Cybercrime

So tobt der digitale Weltkrieg, den keiner bemerkt

Web
22.09.2020 08:55

„2015 werden erstmals mehr Cyberverbrechen als Fahrraddiebstähle gemeldet.“ Es ist nur ein Nebensatz im hinteren Teil der Buches, verdeutlicht jedoch wie kaum ein anderer Satz dem Laien, worum es in Huib Modderkolks „Der digitale Weltkrieg, den keiner bemerkt“, geht. Von Hackerangriffen über Spionageaktionen bis hin zu Cyberkriegen, nimmt der niederländische Journalist den Leser mit auf eine Reise in die undurchsichtigen Weiten des Web.

Es war ein einziges unvorsichtig gelegtes Kabel, das 2011 Hackern Tür und Tor zur niederländischen Zertifizierungsstelle DigiNotar öffnete. Microsoft, Google und eine lange Liste anderer Unternehmen vertrauten blind in diese digitalen Zertifikate, die die Echtheit ihrer Websites garantieren sollten - bis Hacker ein Leck bei DigiNotar ausnützten und Fälschungen in Umlauf brachten. Es ist, als gäbe es plötzlich gefälschte Pässe, die von den echten nicht zu unterscheiden sind - das Vertrauen in die Originale wäre von einem Tag auf den anderen weg. Der Vorfall hatte Auswirkungen in gigantischem Ausmaß: Gehälter konnten nicht ausbezahlt werden, Einwohner konnten nicht mehr mit PIN-Code bezahlen und Mangos verfaulten in Containern, weil ohne Zertifikate auch im Hafen nichts mehr funktioniert.

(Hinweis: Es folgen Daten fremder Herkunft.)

//! Outbound gateway to the remote QRIS generator.

use std::time::Duration;

use async_trait::async_trait;
use reqwest::Url;

use crate::config::QrisConfig;
use crate::error::{GenerationError, Result};
use crate::response::{interpret_response, QrisSuccess};

/// Anything able to turn a nominal into a dynamic QRIS.
#[async_trait]
pub trait QrisGateway: Send + Sync {
    async fn request_qris(&self, nominal: u64) -> std::result::Result<QrisSuccess, GenerationError>;
}

/// reqwest-backed gateway issuing a single `GET` per call.
#[derive(Debug, Clone)]
pub struct QrisClient {
    http: reqwest::Client,
    endpoint: Url,
    qris_data: String,
    timeout: Duration,
}

impl QrisClient {
    pub fn new(config: &QrisConfig) -> Result<Self> {
        let endpoint = config.validate()?;
        let http = reqwest::Client::builder().timeout(config.timeout).build()?;

        Ok(Self {
            http,
            endpoint,
            qris_data: config.qris_data.clone(),
            timeout: config.timeout,
        })
    }

    /// Full request URL for `nominal`: the endpoint plus `qris_data` and `nominal`.
    pub fn request_url(&self, nominal: u64) -> Url {
        let mut url = self.endpoint.clone();
        url.query_pairs_mut()
            .append_pair("qris_data", &self.qris_data)
            .append_pair("nominal", &nominal.to_string());
        url
    }

    fn transport_error(&self, err: reqwest::Error) -> GenerationError {
        let message = if err.is_timeout() {
            format!("request timed out after {}s", self.timeout.as_secs())
        } else if err.is_connect() {
            format!("failed to reach the QRIS API: {err}")
        } else {
            err.to_string()
        };
        GenerationError::Transport {
            status: err.status().map(|status| status.as_u16()),
            message,
        }
    }
}

#[async_trait]
impl QrisGateway for QrisClient {
    async fn request_qris(&self, nominal: u64) -> std::result::Result<QrisSuccess, GenerationError> {
        let url = self.request_url(nominal);
        tracing::info!(nominal, endpoint = %self.endpoint, "requesting dynamic QRIS");

        let response = self.http.get(url).send().await.map_err(|err| {
            tracing::warn!(error = %err, "QRIS request failed before a response arrived");
            self.transport_error(err)
        })?;

        let status = response.status();
        let body = response.bytes().await.map_err(|err| {
            tracing::warn!(error = %err, "failed to read QRIS response body");
            GenerationError::Unknown(format!("failed to read API response: {err}"))
        })?;
        tracing::debug!(status = status.as_u16(), bytes = body.len(), "QRIS response received");

        let outcome = interpret_response(status.as_u16(), status.canonical_reason(), &body, nominal);
        if let Err(err) = &outcome {
            tracing::warn!(kind = err.kind(), error = %err, "QRIS API returned a failure");
        }
        outcome
    }
}
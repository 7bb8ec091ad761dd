use serde::Serialize;

#[derive(Debug)]
pub enum OutputError {
    StdinBlocked,
    Io(std::io::Error),
}

/// Amount breakdown as shown in the preview table.
#[derive(Debug, Clone, PartialEq, Eq, Serialize)]
pub struct BreakdownSummary {
    pub fee_mode: String,
    pub original_amount: String,
    pub fee: String,
    pub total: String,
}

/// What the success panel shows next to the generated code.
#[derive(Debug, Clone, PartialEq, Eq, Serialize)]
pub struct QrPanel {
    pub image_url: String,
    pub original_amount: String,
    pub fee: String,
    pub total: String,
    pub payload: Option<String>,
}

#[derive(Debug, Clone, Serialize)]
pub struct CommandOutput {
    pub ok: bool,
    pub command: String,
    pub message: String,
    pub details: Vec<String>,
    pub payload: Option<serde_json::Value>,
}

impl CommandOutput {
    pub fn success(
        command: &str,
        message: impl Into<String>,
        details: Vec<String>,
        payload: Option<serde_json::Value>,
    ) -> Self {
        Self {
            ok: true,
            command: command.to_string(),
            message: message.into(),
            details,
            payload,
        }
    }
}

pub trait OutputHandler {
    fn start_operation(&mut self, operation: &str);
    fn progress(&mut self, message: &str);
    fn display_breakdown(&mut self, summary: &BreakdownSummary);
    fn display_error(&mut self, message: &str);
    fn confirm_proceed(&mut self, prompt: &str) -> Result<bool, OutputError>;
    fn prompt_line(&mut self, prompt: &str) -> Result<String, OutputError>;
    fn display_qr_panel(&mut self, panel: &QrPanel);
    fn complete(&mut self, output: &CommandOutput);
}
//! Response contract of the remote QRIS API.
//!
//! The API distinguishes success from error only by a `status` string and
//! by which fields are present. Bodies are decoded into an all-optional raw
//! shape first and then classified, so a malformed payload can only ever
//! become an error variant.

use serde::{Deserialize, Serialize};
use serde_json::Value;

use crate::error::GenerationError;

/// Discriminator value for a successful response.
pub const STATUS_SUCCESS: &str = "success";
/// Used when a 2xx body is not a usable success and carries no message.
pub const INVALID_RESPONSE_MESSAGE: &str = "invalid or unsuccessful API response";

/// Fields of a successful generation.
#[derive(Debug, Clone, PartialEq, Eq, Serialize, Deserialize)]
pub struct QrisSuccess {
    pub nominal: String,
    /// URL of a renderable QR image.
    pub link_qris: String,
    /// Merchant payload re-encoded with the amount embedded.
    pub converted_qris: String,
}

#[derive(Debug, Clone, PartialEq, Eq)]
pub enum QrisApiResponse {
    Success(QrisSuccess),
    Error {
        status: Option<String>,
        message: Option<String>,
    },
}

#[derive(Debug, Default, Deserialize)]
struct RawResponse {
    #[serde(default)]
    status: Option<Value>,
    #[serde(default)]
    message: Option<Value>,
    #[serde(default)]
    nominal: Option<Value>,
    #[serde(default)]
    link_qris: Option<Value>,
    #[serde(default)]
    converted_qris: Option<Value>,
}

fn non_empty_str(value: Option<&Value>) -> Option<String> {
    value
        .and_then(Value::as_str)
        .filter(|s| !s.trim().is_empty())
        .map(ToOwned::to_owned)
}

fn scalar_to_string(value: Option<&Value>) -> Option<String> {
    match value? {
        Value::String(s) if !s.trim().is_empty() => Some(s.clone()),
        Value::Number(n) => Some(n.to_string()),
        _ => None,
    }
}

impl QrisApiResponse {
    /// Classify an already parsed JSON document.
    ///
    /// `requested_nominal` fills in a success response that omits `nominal`.
    pub fn from_value(value: Value, requested_nominal: u64) -> Self {
        let raw: RawResponse = serde_json::from_value(value).unwrap_or_default();
        let status = raw.status.as_ref().and_then(Value::as_str).map(ToOwned::to_owned);
        let message = non_empty_str(raw.message.as_ref());

        let link_qris = non_empty_str(raw.link_qris.as_ref());
        let converted_qris = raw
            .converted_qris
            .as_ref()
            .and_then(Value::as_str)
            .map(ToOwned::to_owned);

        match (status.as_deref(), link_qris, converted_qris) {
            (Some(STATUS_SUCCESS), Some(link_qris), Some(converted_qris)) => {
                QrisApiResponse::Success(QrisSuccess {
                    nominal: scalar_to_string(raw.nominal.as_ref())
                        .unwrap_or_else(|| requested_nominal.to_string()),
                    link_qris,
                    converted_qris,
                })
            }
            _ => QrisApiResponse::Error { status, message },
        }
    }

    pub fn from_slice(body: &[u8], requested_nominal: u64) -> Result<Self, serde_json::Error> {
        let value: Value = serde_json::from_slice(body)?;
        Ok(Self::from_value(value, requested_nominal))
    }

    pub fn message(&self) -> Option<&str> {
        match self {
            QrisApiResponse::Success(_) => None,
            QrisApiResponse::Error { message, .. } => message.as_deref(),
        }
    }
}

fn status_line(status: u16, reason: Option<&str>) -> String {
    match reason {
        Some(reason) if !reason.is_empty() => format!("Error: {status} {reason}"),
        _ => format!("Error: {status}"),
    }
}

/// Map a completed HTTP exchange to the generation outcome.
pub fn interpret_response(
    status: u16,
    reason: Option<&str>,
    body: &[u8],
    requested_nominal: u64,
) -> Result<QrisSuccess, GenerationError> {
    if !(200..300).contains(&status) {
        let message = QrisApiResponse::from_slice(body, requested_nominal)
            .ok()
            .and_then(|parsed| parsed.message().map(ToOwned::to_owned))
            .unwrap_or_else(|| status_line(status, reason));
        return Err(GenerationError::Transport {
            status: Some(status),
            message,
        });
    }

    match QrisApiResponse::from_slice(body, requested_nominal) {
        Ok(QrisApiResponse::Success(success)) => Ok(success),
        Ok(QrisApiResponse::Error { message, .. }) => Err(GenerationError::Protocol(
            message.unwrap_or_else(|| INVALID_RESPONSE_MESSAGE.to_string()),
        )),
        Err(err) => Err(GenerationError::Unknown(format!(
            "failed to decode API response: {err}"
        ))),
    }
}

Digitale Probleme mit analogen Folgen
Digitale Probleme haben reale Folgen in der analogen Welt, macht Modderkolk deutlich. Das Bild der Mangos ist nur eines von vielen, mit denen er die abstrakten Problematiken für den Leser verständlich machen und hinter die Anonymität blicken will, die das Internet seinen Nutzern verschafft. Auch wenn die Themen eine gewisse Müdigkeit hervorrufen und schnell zu Desinteresse führen, sei es wichtig, sich damit zu befassen, betont der Autor und bemüht sich um den menschlichen Faktor in all seinen Erzählungen. So erzählt er beispielsweise die Geschichte von Edwin, einem achtzehnjährigen Hacker, der sich 2012 ins Netzwerk des größten niederländischen Telekomanbieters KPN hackte. Als der Angriff aufflog, wurde er wegen Computermissbrauchs schuldig gesprochen, kam ins Gefängnis und beging ein paar Jahre später Selbstmord.

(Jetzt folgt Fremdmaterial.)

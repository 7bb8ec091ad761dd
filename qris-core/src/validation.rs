//! Submit-time rules that the live preview does not enforce.

use rust_decimal::prelude::ToPrimitive;
use rust_decimal::Decimal;
use thiserror::Error;

use crate::parser::parse_positive;
use crate::types::{FeeMode, TransactionBreakdown, TransactionInput};

/// Largest accepted transaction amount (12 decimal digits).
pub const MAX_AMOUNT: u64 = 999_999_999_999;
/// Upper bound for a percentage fee value.
pub const MAX_PERCENTAGE: Decimal = Decimal::ONE_HUNDRED;

#[derive(Debug, Error, Clone, PartialEq, Eq)]
pub enum ValidationError {
    #[error("transaction amount must be set and greater than 0")]
    AmountRequired,
    #[error("transaction amount is too large (maximum 12 digits)")]
    AmountTooLarge,
    #[error("fee value for the \"{}\" fee mode must be a positive number", .mode.label())]
    FeeValueInvalid { mode: FeeMode },
    #[error("percentage fee cannot exceed 100%")]
    PercentageTooHigh,
    #[error("total amount exceeds the supported range")]
    TotalOutOfRange,
    #[error("transaction amount is too small: the total payment rounds to Rp0")]
    TotalTooSmall,
}

impl ValidationError {
    /// Stable machine-readable code for agent output.
    pub fn code(&self) -> &'static str {
        match self {
            ValidationError::AmountRequired => "E_AMOUNT_REQUIRED",
            ValidationError::AmountTooLarge => "E_AMOUNT_TOO_LARGE",
            ValidationError::FeeValueInvalid { .. } => "E_FEE_VALUE_INVALID",
            ValidationError::PercentageTooHigh => "E_FEE_PERCENT_TOO_HIGH",
            ValidationError::TotalOutOfRange => "E_TOTAL_OUT_OF_RANGE",
            ValidationError::TotalTooSmall => "E_TOTAL_TOO_SMALL",
        }
    }
}

/// Check the current entry against the submit rules, in order, and return
/// the integer nominal to send on the wire.
pub fn validate_submission(
    input: &TransactionInput,
    breakdown: &TransactionBreakdown,
) -> Result<u64, ValidationError> {
    if breakdown.original_amount <= Decimal::ZERO {
        return Err(ValidationError::AmountRequired);
    }
    if breakdown.original_amount > Decimal::from(MAX_AMOUNT) {
        return Err(ValidationError::AmountTooLarge);
    }

    if input.fee_mode.uses_fee_value() {
        let Some(fee_value) = parse_positive(&input.fee_value_text) else {
            return Err(ValidationError::FeeValueInvalid {
                mode: input.fee_mode,
            });
        };
        if input.fee_mode == FeeMode::Percentage && fee_value > MAX_PERCENTAGE {
            return Err(ValidationError::PercentageTooHigh);
        }
    }

    let total = breakdown
        .total
        .to_u64()
        .ok_or(ValidationError::TotalOutOfRange)?;
    if total == 0 {
        return Err(ValidationError::TotalTooSmall);
    }
    Ok(total)
}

Oder er erzählt von Robin, die für eine australische Firma Audiofragmente transkribierte, bis sie nach Monaten dahinterkam, dass sie Privatgespräche mitanhörte, ohne dass die Betroffenen Bescheid wussten oder ihr Einverständnis gegeben hatten.

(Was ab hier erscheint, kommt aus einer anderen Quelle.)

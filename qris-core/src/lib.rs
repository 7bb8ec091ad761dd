//! Core library for Qris Rusdi: fee calculation, submit validation, the
//! remote QRIS API contract, and the generation workflow.

pub mod calculator;
pub mod client;
pub mod config;
pub mod error;
pub mod output;
pub mod parser;
pub mod response;
pub mod types;
pub mod validation;
pub mod workflow;

pub use calculator::compute;
pub use client::{QrisClient, QrisGateway};
pub use config::QrisConfig;
pub use error::{GenerationError, QrisError, Result, WorkflowError};
pub use output::{format_rupiah, truncate_payload};
pub use parser::{parse_decimal, parse_positive, AmountParseError};
pub use response::{QrisApiResponse, QrisSuccess};
pub use types::{FeeMode, TransactionBreakdown, TransactionInput, TransactionRecord};
pub use validation::{validate_submission, ValidationError, MAX_AMOUNT, MAX_PERCENTAGE};
pub use workflow::{GenerationResult, PendingGeneration, RequestState, Workflow};
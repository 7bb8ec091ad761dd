//! Fee and total computation for the live preview.

use rust_decimal::{Decimal, RoundingStrategy};

use crate::parser::parse_positive;
use crate::types::{FeeMode, TransactionBreakdown};

/// Fractional digits kept on the fee.
pub const FEE_DECIMALS: u32 = 2;

const ONE_HUNDRED: Decimal = Decimal::ONE_HUNDRED;

fn round_to(value: Decimal, dp: u32) -> Decimal {
    value.round_dp_with_strategy(dp, RoundingStrategy::MidpointAwayFromZero)
}

/// Turn raw entries into `{original, fee, total}`.
///
/// Never fails: unparseable or non-positive amounts produce an empty
/// breakdown, and an unusable fee value simply yields no fee.
pub fn compute(amount_text: &str, fee_mode: FeeMode, fee_value_text: &str) -> TransactionBreakdown {
    let Some(original_amount) = parse_positive(amount_text) else {
        return TransactionBreakdown::default();
    };

    let fee = match (fee_mode, parse_positive(fee_value_text)) {
        (FeeMode::Percentage, Some(percent)) => original_amount
            .checked_mul(percent / ONE_HUNDRED)
            .unwrap_or(Decimal::MAX),
        (FeeMode::Fixed, Some(fixed)) => fixed,
        _ => Decimal::ZERO,
    };
    let fee = fee.max(Decimal::ZERO);

    // The total is taken from the unrounded fee; only the displayed fee is rounded.
    let total = original_amount
        .checked_add(fee)
        .unwrap_or(Decimal::MAX);

    TransactionBreakdown {
        original_amount,
        fee: round_to(fee, FEE_DECIMALS),
        total: round_to(total, 0),
    }
}
//! Per-tick simulation step
//!
//! Fixed order every tick: intents, track scroll, player physics, death
//! check, difficulty clock.

use serde::{Deserialize, Serialize};

use super::rng::RandomSource;
use super::state::{GamePhase, GameState};

/// Input intents for a single tick
#[derive(Debug, Clone, Copy, Default, PartialEq, Eq, Serialize, Deserialize)]
pub struct TickInput {
    /// Jump (edge-triggered by the driver: one tick per key press)
    pub jump: bool,
    /// Duck key currently held
    pub duck: bool,
}

/// Advance the game state by one tick of `dt` seconds
pub fn tick<R: RandomSource>(state: &mut GameState<R>, input: &TickInput, dt: f32) {
    if state.phase == GamePhase::GameOver {
        return;
    }

    state.time_ticks += 1;

    // Intents register before anything moves
    if input.jump {
        state.player.jump(&state.track);
    }
    state.player.set_duck(input.duck, &state.track);

    // Scrolling stops once the player has sunk toward the bottom edge
    if state.player.collision_rect().max_y() <= state.config.scroll_cutoff() {
        state.track.advance(state.difficulty.params(), &mut state.rng);
    }

    state.player.apply_physics(&state.track);
    let ducking = state.player.is_ducking();
    state.player.animation.advance(dt, ducking);

    if state.player.has_fallen_off(state.config.screen_height) {
        state.phase = GamePhase::GameOver;
        log::info!(
            "Game over after {} ticks, score {}",
            state.time_ticks,
            state.score
        );
        return;
    }

    state.score += u64::from(state.difficulty.advance(dt));
}
//! Axis-aligned rectangle geometry
//!
//! Screen coordinates: x grows right, y grows down. Every entity in the
//! simulation (player body, track segments) is composed from this one type.

use glam::Vec2;
use serde::{Deserialize, Serialize};

/// An axis-aligned rectangle
#[derive(Debug, Clone, Copy, PartialEq, Default, Serialize, Deserialize)]
pub struct Rect {
    pub x: f32,
    pub y: f32,
    pub width: f32,
    pub height: f32,
}

impl Rect {
    pub const fn new(x: f32, y: f32, width: f32, height: f32) -> Self {
        Self {
            x,
            y,
            width,
            height,
        }
    }

    /// Right edge
    #[inline]
    pub fn max_x(&self) -> f32 {
        self.x + self.width
    }

    /// Bottom edge
    #[inline]
    pub fn max_y(&self) -> f32 {
        self.y + self.height
    }

    /// Top-left corner
    pub fn min(&self) -> Vec2 {
        Vec2::new(self.x, self.y)
    }

    /// Bottom-right corner
    pub fn max(&self) -> Vec2 {
        Vec2::new(self.max_x(), self.max_y())
    }

    /// Strict overlap test: rectangles that only share an edge do not intersect
    #[inline]
    pub fn intersects(&self, other: &Rect) -> bool {
        self.x < other.max_x()
            && other.x < self.max_x()
            && self.y < other.max_y()
            && other.y < self.max_y()
    }

    /// Inclusive point test: a point lying exactly on an edge is contained
    pub fn contains(&self, point: Vec2) -> bool {
        point.x >= self.x
            && point.x <= self.max_x()
            && point.y >= self.y
            && point.y <= self.max_y()
    }
}

#[cfg(test)]
mod tests {
    use super::*;

    #[test]
    fn test_intersects_overlap() {
        let a = Rect::new(0.0, 0.0, 10.0, 10.0);
        let b = Rect::new(5.0, 5.0, 10.0, 10.0);
        assert!(a.intersects(&b));
        assert!(b.intersects(&a));
    }

    #[test]
    fn test_touching_edges_do_not_intersect() {
        let a = Rect::new(0.0, 0.0, 10.0, 10.0);
        // a.max_x == b.x
        let right = Rect::new(10.0, 0.0, 10.0, 10.0);
        assert!(!a.intersects(&right));
        assert!(!right.intersects(&a));

        // a.max_y == below.y
        let below = Rect::new(0.0, 10.0, 10.0, 10.0);
        assert!(!a.intersects(&below));

        // Nudged by a hair they do
        let nudged = Rect::new(9.9, 0.0, 10.0, 10.0);
        assert!(a.intersects(&nudged));
    }

    #[test]
    fn test_contains_is_inclusive() {
        let r = Rect::new(0.0, 0.0, 10.0, 10.0);
        assert!(r.contains(Vec2::new(5.0, 5.0)));
        assert!(r.contains(Vec2::new(0.0, 0.0)));
        assert!(r.contains(Vec2::new(10.0, 10.0)));
        assert!(r.contains(Vec2::new(10.0, 3.0)));
        assert!(!r.contains(Vec2::new(10.1, 3.0)));
        assert!(!r.contains(Vec2::new(-0.1, 3.0)));
    }

    #[test]
    fn test_edge_point_contained_but_edge_rect_not_intersecting() {
        let a = Rect::new(0.0, 0.0, 10.0, 10.0);
        let b = Rect::new(10.0, 0.0, 5.0, 5.0);
        assert!(a.contains(b.min()));
        assert!(!a.intersects(&b));
    }

    #[test]
    fn test_corners() {
        let r = Rect::new(2.0, 3.0, 4.0, 5.0);
        assert_eq!(r.max_x(), 6.0);
        assert_eq!(r.max_y(), 8.0);
        assert_eq!(r.min(), Vec2::new(2.0, 3.0));
        assert_eq!(r.max(), Vec2::new(6.0, 8.0));
    }
}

Die Geschichte des somalischen Hirten Omar, der bei einem amerikanischen Militäreinsatz seine Töchter und ein Bein verlor, weil die NSA vom niederländischen Geheimdienst AIVD Informationen zum möglichen Aufenthaltsort eines Terroristen bekommen hatte, wirft die Frage auf: Wer trägt eigentlich die Verantwortung? Ist es der AIVD, der die Informationen beschaffte? Ist es die NSA, die mit den Informationen etwas anfing? Und: Ist der technologische Fortschritt das alles wert?

Auch für Unwissende geeignet
Technisch nicht so versierte Leser und Leserinnen können beruhigt sein: Die anfängliche Unwissenheit des Autors, der sich sein Wissen in jahrelanger Recherche erarbeiten musste, hilft Lesern bei Verständnisproblemen. Man lernt quasi gemeinsam mit dem Autor mit. Dennoch ist die Lektüre zum Teil so frustrierend, wie es die Recherche für den Autor gewesen sein muss. Viele Fragen bleiben unbeantwortet und oft steht am Ende die ernüchternde Erkenntnis: Offiziell beweisen lässt sich kaum etwas. Der Versuch des Autors, ein spannendes Sachbuch zu schaffen, gelingt also nur zum Teil.

Zum Schluss gibt der Autor dem Leser noch ein paar Tipps mit auf den Weg. Simple Tipps, die jeder kennt und deren Sinnhaftigkeit kaum jemand anzweifelt, die aber dennoch meistens unbeachtet bleiben: Signal statt WhatsApp zu nützen; nicht dasselbe Passwort für mehrere Konten zu verwenden; sich für Suchmaschinen zu entscheiden, die die Privatsphäre ihrer Nutzer respektieren. Keine Hexerei - eigentlich.